* [TASK DIRECTIONS]
Search for the word "errors" in the entries. Each line that holds it should be copied.

* [MATERIAL PROVIDED]
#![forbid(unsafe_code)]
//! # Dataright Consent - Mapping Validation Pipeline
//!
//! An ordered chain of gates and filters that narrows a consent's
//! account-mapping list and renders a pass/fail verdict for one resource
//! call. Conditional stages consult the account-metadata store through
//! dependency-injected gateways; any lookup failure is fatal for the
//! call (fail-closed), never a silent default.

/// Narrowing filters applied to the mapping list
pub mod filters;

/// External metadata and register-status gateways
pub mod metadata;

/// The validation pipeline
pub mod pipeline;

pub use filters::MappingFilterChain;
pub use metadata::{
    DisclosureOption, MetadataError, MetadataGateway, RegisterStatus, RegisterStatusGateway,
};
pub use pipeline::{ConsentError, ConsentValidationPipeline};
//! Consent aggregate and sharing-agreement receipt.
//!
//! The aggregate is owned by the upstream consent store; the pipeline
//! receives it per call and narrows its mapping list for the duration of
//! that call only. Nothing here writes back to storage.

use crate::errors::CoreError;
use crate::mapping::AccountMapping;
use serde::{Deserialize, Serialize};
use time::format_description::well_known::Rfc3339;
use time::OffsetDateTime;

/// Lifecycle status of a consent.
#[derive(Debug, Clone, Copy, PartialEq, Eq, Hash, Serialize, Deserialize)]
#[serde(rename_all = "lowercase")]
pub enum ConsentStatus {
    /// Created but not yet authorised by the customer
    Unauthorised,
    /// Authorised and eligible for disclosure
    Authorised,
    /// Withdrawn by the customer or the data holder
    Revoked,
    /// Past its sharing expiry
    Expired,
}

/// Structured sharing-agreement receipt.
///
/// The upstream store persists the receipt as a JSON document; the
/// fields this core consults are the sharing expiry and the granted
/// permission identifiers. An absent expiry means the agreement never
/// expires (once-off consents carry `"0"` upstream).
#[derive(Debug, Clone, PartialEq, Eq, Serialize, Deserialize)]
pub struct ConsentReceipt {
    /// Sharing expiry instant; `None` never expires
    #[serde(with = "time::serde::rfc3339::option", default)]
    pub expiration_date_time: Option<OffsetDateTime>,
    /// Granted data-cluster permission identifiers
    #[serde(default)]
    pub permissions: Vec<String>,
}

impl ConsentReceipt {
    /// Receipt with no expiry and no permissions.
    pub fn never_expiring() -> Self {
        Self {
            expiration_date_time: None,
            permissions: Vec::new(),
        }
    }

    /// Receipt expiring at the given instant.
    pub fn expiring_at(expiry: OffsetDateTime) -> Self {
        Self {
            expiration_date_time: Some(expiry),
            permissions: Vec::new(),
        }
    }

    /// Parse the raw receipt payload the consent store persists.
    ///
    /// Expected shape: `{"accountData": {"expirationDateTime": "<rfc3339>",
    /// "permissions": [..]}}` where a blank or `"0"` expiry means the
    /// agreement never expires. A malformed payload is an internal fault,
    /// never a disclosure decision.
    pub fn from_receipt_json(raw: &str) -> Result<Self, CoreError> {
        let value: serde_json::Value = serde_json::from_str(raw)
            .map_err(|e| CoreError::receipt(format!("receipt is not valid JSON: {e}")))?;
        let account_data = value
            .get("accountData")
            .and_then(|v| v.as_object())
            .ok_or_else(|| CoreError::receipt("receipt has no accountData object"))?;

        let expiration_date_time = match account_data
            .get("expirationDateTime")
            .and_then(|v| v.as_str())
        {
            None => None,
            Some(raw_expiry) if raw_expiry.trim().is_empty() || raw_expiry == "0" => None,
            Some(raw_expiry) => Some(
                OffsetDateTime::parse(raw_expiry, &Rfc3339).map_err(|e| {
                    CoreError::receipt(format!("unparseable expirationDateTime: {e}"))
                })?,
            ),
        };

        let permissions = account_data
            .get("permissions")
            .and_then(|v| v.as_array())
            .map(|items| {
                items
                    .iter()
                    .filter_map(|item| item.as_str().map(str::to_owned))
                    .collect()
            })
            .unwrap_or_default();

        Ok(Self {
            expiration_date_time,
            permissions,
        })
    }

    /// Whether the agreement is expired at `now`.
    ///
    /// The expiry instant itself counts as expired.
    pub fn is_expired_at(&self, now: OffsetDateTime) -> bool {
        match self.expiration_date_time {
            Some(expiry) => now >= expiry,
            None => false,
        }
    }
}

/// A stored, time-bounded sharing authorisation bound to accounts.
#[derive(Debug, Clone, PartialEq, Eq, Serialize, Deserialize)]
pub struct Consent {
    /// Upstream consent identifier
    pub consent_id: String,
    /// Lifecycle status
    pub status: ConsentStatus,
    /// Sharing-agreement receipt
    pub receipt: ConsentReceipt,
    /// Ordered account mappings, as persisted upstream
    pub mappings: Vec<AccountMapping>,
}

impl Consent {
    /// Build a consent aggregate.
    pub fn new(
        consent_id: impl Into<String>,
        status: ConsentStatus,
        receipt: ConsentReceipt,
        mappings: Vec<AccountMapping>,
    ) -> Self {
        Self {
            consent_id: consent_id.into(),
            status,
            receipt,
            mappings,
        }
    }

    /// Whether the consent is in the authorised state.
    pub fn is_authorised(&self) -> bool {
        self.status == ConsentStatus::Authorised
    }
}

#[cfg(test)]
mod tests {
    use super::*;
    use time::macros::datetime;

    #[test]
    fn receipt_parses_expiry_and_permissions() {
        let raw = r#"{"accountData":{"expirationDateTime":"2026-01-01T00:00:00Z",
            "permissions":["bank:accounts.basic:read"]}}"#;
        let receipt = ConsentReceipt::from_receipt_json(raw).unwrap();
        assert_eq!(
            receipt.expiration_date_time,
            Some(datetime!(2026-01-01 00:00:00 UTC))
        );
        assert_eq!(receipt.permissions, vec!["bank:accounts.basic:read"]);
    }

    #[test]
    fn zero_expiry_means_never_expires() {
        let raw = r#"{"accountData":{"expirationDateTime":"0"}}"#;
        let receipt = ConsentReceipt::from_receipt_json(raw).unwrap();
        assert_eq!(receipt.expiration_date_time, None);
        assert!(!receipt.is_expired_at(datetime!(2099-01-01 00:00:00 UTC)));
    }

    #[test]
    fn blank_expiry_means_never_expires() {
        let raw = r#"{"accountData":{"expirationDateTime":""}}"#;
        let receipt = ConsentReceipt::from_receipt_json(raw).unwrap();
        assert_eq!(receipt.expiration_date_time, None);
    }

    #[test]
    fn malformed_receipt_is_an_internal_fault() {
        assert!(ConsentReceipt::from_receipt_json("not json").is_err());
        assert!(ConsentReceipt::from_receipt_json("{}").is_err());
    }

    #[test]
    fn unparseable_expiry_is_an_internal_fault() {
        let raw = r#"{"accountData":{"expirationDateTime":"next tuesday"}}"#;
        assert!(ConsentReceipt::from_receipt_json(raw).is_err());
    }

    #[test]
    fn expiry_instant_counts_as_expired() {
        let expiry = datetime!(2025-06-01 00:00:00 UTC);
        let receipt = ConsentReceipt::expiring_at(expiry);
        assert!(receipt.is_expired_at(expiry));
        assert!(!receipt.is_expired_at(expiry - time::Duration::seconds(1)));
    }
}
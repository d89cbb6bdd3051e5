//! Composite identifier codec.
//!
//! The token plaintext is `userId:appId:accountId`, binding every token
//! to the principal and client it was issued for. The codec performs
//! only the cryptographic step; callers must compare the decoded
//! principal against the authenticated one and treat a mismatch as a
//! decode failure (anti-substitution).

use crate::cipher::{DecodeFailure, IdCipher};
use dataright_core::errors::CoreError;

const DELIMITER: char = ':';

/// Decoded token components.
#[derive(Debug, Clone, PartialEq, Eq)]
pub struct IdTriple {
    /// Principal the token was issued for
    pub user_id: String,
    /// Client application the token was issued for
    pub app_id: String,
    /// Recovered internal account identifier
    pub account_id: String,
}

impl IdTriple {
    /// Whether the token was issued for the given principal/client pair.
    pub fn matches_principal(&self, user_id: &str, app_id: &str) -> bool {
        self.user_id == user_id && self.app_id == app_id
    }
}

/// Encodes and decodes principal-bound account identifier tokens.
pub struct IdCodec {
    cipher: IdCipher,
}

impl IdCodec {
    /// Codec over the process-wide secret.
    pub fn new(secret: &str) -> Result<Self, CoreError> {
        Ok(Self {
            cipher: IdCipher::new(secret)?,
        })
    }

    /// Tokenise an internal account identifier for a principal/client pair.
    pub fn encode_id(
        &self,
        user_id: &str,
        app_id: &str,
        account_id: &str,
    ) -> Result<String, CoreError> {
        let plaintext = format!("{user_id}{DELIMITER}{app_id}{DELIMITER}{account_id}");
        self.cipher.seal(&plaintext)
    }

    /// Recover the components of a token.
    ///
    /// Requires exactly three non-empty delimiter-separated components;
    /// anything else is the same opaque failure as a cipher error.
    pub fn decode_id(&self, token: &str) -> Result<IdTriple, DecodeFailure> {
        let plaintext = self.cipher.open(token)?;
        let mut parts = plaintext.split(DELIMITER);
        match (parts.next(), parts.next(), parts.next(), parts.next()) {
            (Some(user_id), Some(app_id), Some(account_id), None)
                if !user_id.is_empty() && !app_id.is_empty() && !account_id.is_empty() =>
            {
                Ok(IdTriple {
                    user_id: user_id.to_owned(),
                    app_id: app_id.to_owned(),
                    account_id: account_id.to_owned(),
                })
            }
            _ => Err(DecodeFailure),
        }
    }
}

...

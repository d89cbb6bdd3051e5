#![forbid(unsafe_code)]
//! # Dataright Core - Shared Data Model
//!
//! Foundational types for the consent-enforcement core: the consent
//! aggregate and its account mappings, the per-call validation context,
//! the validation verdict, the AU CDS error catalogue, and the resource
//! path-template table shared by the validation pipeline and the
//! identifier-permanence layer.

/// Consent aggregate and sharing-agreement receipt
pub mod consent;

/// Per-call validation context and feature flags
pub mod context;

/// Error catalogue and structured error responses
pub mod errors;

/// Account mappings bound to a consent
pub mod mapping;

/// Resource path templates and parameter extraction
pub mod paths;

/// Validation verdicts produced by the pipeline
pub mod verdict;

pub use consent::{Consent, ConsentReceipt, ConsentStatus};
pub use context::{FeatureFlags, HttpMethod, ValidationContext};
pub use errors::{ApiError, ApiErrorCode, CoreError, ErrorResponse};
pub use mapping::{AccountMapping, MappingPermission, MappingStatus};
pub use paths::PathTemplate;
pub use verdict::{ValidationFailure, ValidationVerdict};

* [OUTPUT OF THE EXERCISE]
use crate::errors::CoreError;
use dataright_core::errors::CoreError;
pub mod errors;
pub use errors::{ApiError, ApiErrorCode, CoreError, ErrorResponse};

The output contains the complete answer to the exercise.